PROMPT >>
The entries should be given again in full. Alter nothing.

(Collection entries)
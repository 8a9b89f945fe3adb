use anyhow::Result;
use vulkanalia::vk::{self, DeviceV1_0, Handle, HasBuilder};

use super::command_buffer::{CommandRecorder, VulkanCommandBuffer};
use super::constants;
use super::device::VulkanDevice;
use super::recording::{RecordingEvent, RecordingState};

#[derive(Debug)]
pub struct VulkanRenderPass {
    render_pass: vk::RenderPass,
    clear_color: [f32; 4],
    state: RecordingState,
}

impl VulkanRenderPass {
    pub unsafe fn new(device: &VulkanDevice, color_format: vk::Format) -> Result<Self> {
        // Attachments
        let color_attachment = vk::AttachmentDescription::builder()
            .format(color_format)
            .samples(vk::SampleCountFlags::_1)
            .load_op(vk::AttachmentLoadOp::CLEAR)
            .store_op(vk::AttachmentStoreOp::STORE)
            .stencil_load_op(vk::AttachmentLoadOp::DONT_CARE)
            .stencil_store_op(vk::AttachmentStoreOp::DONT_CARE)
            .initial_layout(vk::ImageLayout::UNDEFINED)
            .final_layout(vk::ImageLayout::PRESENT_SRC_KHR);

        // Subpasses
        let color_attachment_ref = vk::AttachmentReference::builder()
            .attachment(0)
            .layout(vk::ImageLayout::COLOR_ATTACHMENT_OPTIMAL);

        let color_attachments = &[color_attachment_ref];
        let subpass = vk::SubpassDescription::builder()
            .pipeline_bind_point(vk::PipelineBindPoint::GRAPHICS)
            .color_attachments(color_attachments);

        // Dependencies
        let dependency = vk::SubpassDependency::builder()
            .src_subpass(vk::SUBPASS_EXTERNAL)
            .dst_subpass(0)
            .src_stage_mask(vk::PipelineStageFlags::COLOR_ATTACHMENT_OUTPUT)
            .src_access_mask(vk::AccessFlags::empty())
            .dst_stage_mask(vk::PipelineStageFlags::COLOR_ATTACHMENT_OUTPUT)
            .dst_access_mask(vk::AccessFlags::COLOR_ATTACHMENT_WRITE);

        // Create
        let attachments = &[color_attachment];
        let subpasses = &[subpass];
        let dependencies = &[dependency];
        let info = vk::RenderPassCreateInfo::builder()
            .attachments(attachments)
            .subpasses(subpasses)
            .dependencies(dependencies);

        let render_pass = device.vk_device.create_render_pass(&info, None)?;

        Ok(Self::from_handle(render_pass))
    }

    pub fn from_handle(render_pass: vk::RenderPass) -> Self {
        Self {
            render_pass,
            clear_color: constants::DEFAULT_CLEAR_COLOR,
            state: RecordingState::Idle,
        }
    }

    pub fn handle(&self) -> vk::RenderPass {
        self.render_pass
    }

    pub fn clear_color(&self) -> [f32; 4] {
        self.clear_color
    }

    pub fn set_clear_color(&mut self, clear_color: [f32; 4]) {
        self.clear_color = clear_color;
    }

    pub fn is_recording(&self) -> bool {
        self.state.is_recording()
    }

    pub unsafe fn start_render_pass<R>(
        &mut self,
        recorder: &R,
        command_buffer: &VulkanCommandBuffer,
        framebuffer: vk::Framebuffer,
        extent: vk::Extent2D,
    ) where
        R: CommandRecorder + ?Sized,
    {
        let Some(next) = self.state.next(RecordingEvent::Start) else {
            return;
        };

        let render_area = vk::Rect2D::builder()
            .offset(vk::Offset2D::default())
            .extent(extent);

        let color_clear_value = vk::ClearValue {
            color: vk::ClearColorValue {
                float32: self.clear_color,
            },
        };

        let clear_values = &[color_clear_value];
        let info = vk::RenderPassBeginInfo::builder()
            .render_pass(self.render_pass)
            .framebuffer(framebuffer)
            .render_area(render_area)
            .clear_values(clear_values);

        recorder.begin_render_pass(command_buffer.handle(), &info);
        self.state = next;
    }

    pub unsafe fn end_render_pass<R>(&mut self, recorder: &R, command_buffer: &VulkanCommandBuffer)
    where
        R: CommandRecorder + ?Sized,
    {
        if let Some(next) = self.state.next(RecordingEvent::End) {
            recorder.end_render_pass(command_buffer.handle());
            self.state = next;
        }
    }

    pub unsafe fn destroy(&mut self, device: &VulkanDevice) {
        device.vk_device.destroy_render_pass(self.render_pass, None);
        self.render_pass = vk::RenderPass::null();
        self.state = RecordingState::Idle;
    }
}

EXPECTED ANSWER >>
repository 8a9b89f945fe3adb
use anyhow::Result;
use vulkanalia::vk::{self, DeviceV1_0, Handle, HasBuilder};

use super::command_buffer::{CommandRecorder, VulkanCommandBuffer};
use super::constants;
use super::device::VulkanDevice;
use super::recording::{RecordingEvent, RecordingState};

#[derive(Debug)]
pub struct VulkanRenderPass {
    render_pass: vk::RenderPass,
    clear_color: [f32; 4],
    state: RecordingState,
}

impl VulkanRenderPass {
    pub unsafe fn new(device: &VulkanDevice, color_format: vk::Format) -> Result<Self> {
        // Attachments
        let color_attachment = vk::AttachmentDescription::builder()
            .format(color_format)
            .samples(vk::SampleCountFlags::_1)
            .load_op(vk::AttachmentLoadOp::CLEAR)
            .store_op(vk::AttachmentStoreOp::STORE)
            .stencil_load_op(vk::AttachmentLoadOp::DONT_CARE)
            .stencil_store_op(vk::AttachmentStoreOp::DONT_CARE)
            .initial_layout(vk::ImageLayout::UNDEFINED)
            .final_layout(vk::ImageLayout::PRESENT_SRC_KHR);

        // Subpasses
        let color_attachment_ref = vk::AttachmentReference::builder()
            .attachment(0)
            .layout(vk::ImageLayout::COLOR_ATTACHMENT_OPTIMAL);

        let color_attachments = &[color_attachment_ref];
        let subpass = vk::SubpassDescription::builder()
            .pipeline_bind_point(vk::PipelineBindPoint::GRAPHICS)
            .color_attachments(color_attachments);

        // Dependencies
        let dependency = vk::SubpassDependency::builder()
            .src_subpass(vk::SUBPASS_EXTERNAL)
            .dst_subpass(0)
            .src_stage_mask(vk::PipelineStageFlags::COLOR_ATTACHMENT_OUTPUT)
            .src_access_mask(vk::AccessFlags::empty())
            .dst_stage_mask(vk::PipelineStageFlags::COLOR_ATTACHMENT_OUTPUT)
            .dst_access_mask(vk::AccessFlags::COLOR_ATTACHMENT_WRITE);

        // Create
        let attachments = &[color_attachment];
        let subpasses = &[subpass];
        let dependencies = &[dependency];
        let info = vk::RenderPassCreateInfo::builder()
            .attachments(attachments)
            .subpasses(subpasses)
            .dependencies(dependencies);

        let render_pass = device.vk_device.create_render_pass(&info, None)?;

        Ok(Self::from_handle(render_pass))
    }

    pub fn from_handle(render_pass: vk::RenderPass) -> Self {
        Self {
            render_pass,
            clear_color: constants::DEFAULT_CLEAR_COLOR,
            state: RecordingState::Idle,
        }
    }

    pub fn handle(&self) -> vk::RenderPass {
        self.render_pass
    }

    pub fn clear_color(&self) -> [f32; 4] {
        self.clear_color
    }

    pub fn set_clear_color(&mut self, clear_color: [f32; 4]) {
        self.clear_color = clear_color;
    }

    pub fn is_recording(&self) -> bool {
        self.state.is_recording()
    }

    pub unsafe fn start_render_pass<R>(
        &mut self,
        recorder: &R,
        command_buffer: &VulkanCommandBuffer,
        framebuffer: vk::Framebuffer,
        extent: vk::Extent2D,
    ) where
        R: CommandRecorder + ?Sized,
    {
        let Some(next) = self.state.next(RecordingEvent::Start) else {
            return;
        };

        let render_area = vk::Rect2D::builder()
            .offset(vk::Offset2D::default())
            .extent(extent);

        let color_clear_value = vk::ClearValue {
            color: vk::ClearColorValue {
                float32: self.clear_color,
            },
        };

        let clear_values = &[color_clear_value];
        let info = vk::RenderPassBeginInfo::builder()
            .render_pass(self.render_pass)
            .framebuffer(framebuffer)
            .render_area(render_area)
            .clear_values(clear_values);

        recorder.begin_render_pass(command_buffer.handle(), &info);
        self.state = next;
    }

    pub unsafe fn end_render_pass<R>(&mut self, recorder: &R, command_buffer: &VulkanCommandBuffer)
    where
        R: CommandRecorder + ?Sized,
    {
        if let Some(next) = self.state.next(RecordingEvent::End) {
            recorder.end_render_pass(command_buffer.handle());
            self.state = next;
        }
    }

    pub unsafe fn destroy(&mut self, device: &VulkanDevice) {
        device.vk_device.destroy_render_pass(self.render_pass, None);
        self.render_pass = vk::RenderPass::null();
        self.state = RecordingState::Idle;
    }
}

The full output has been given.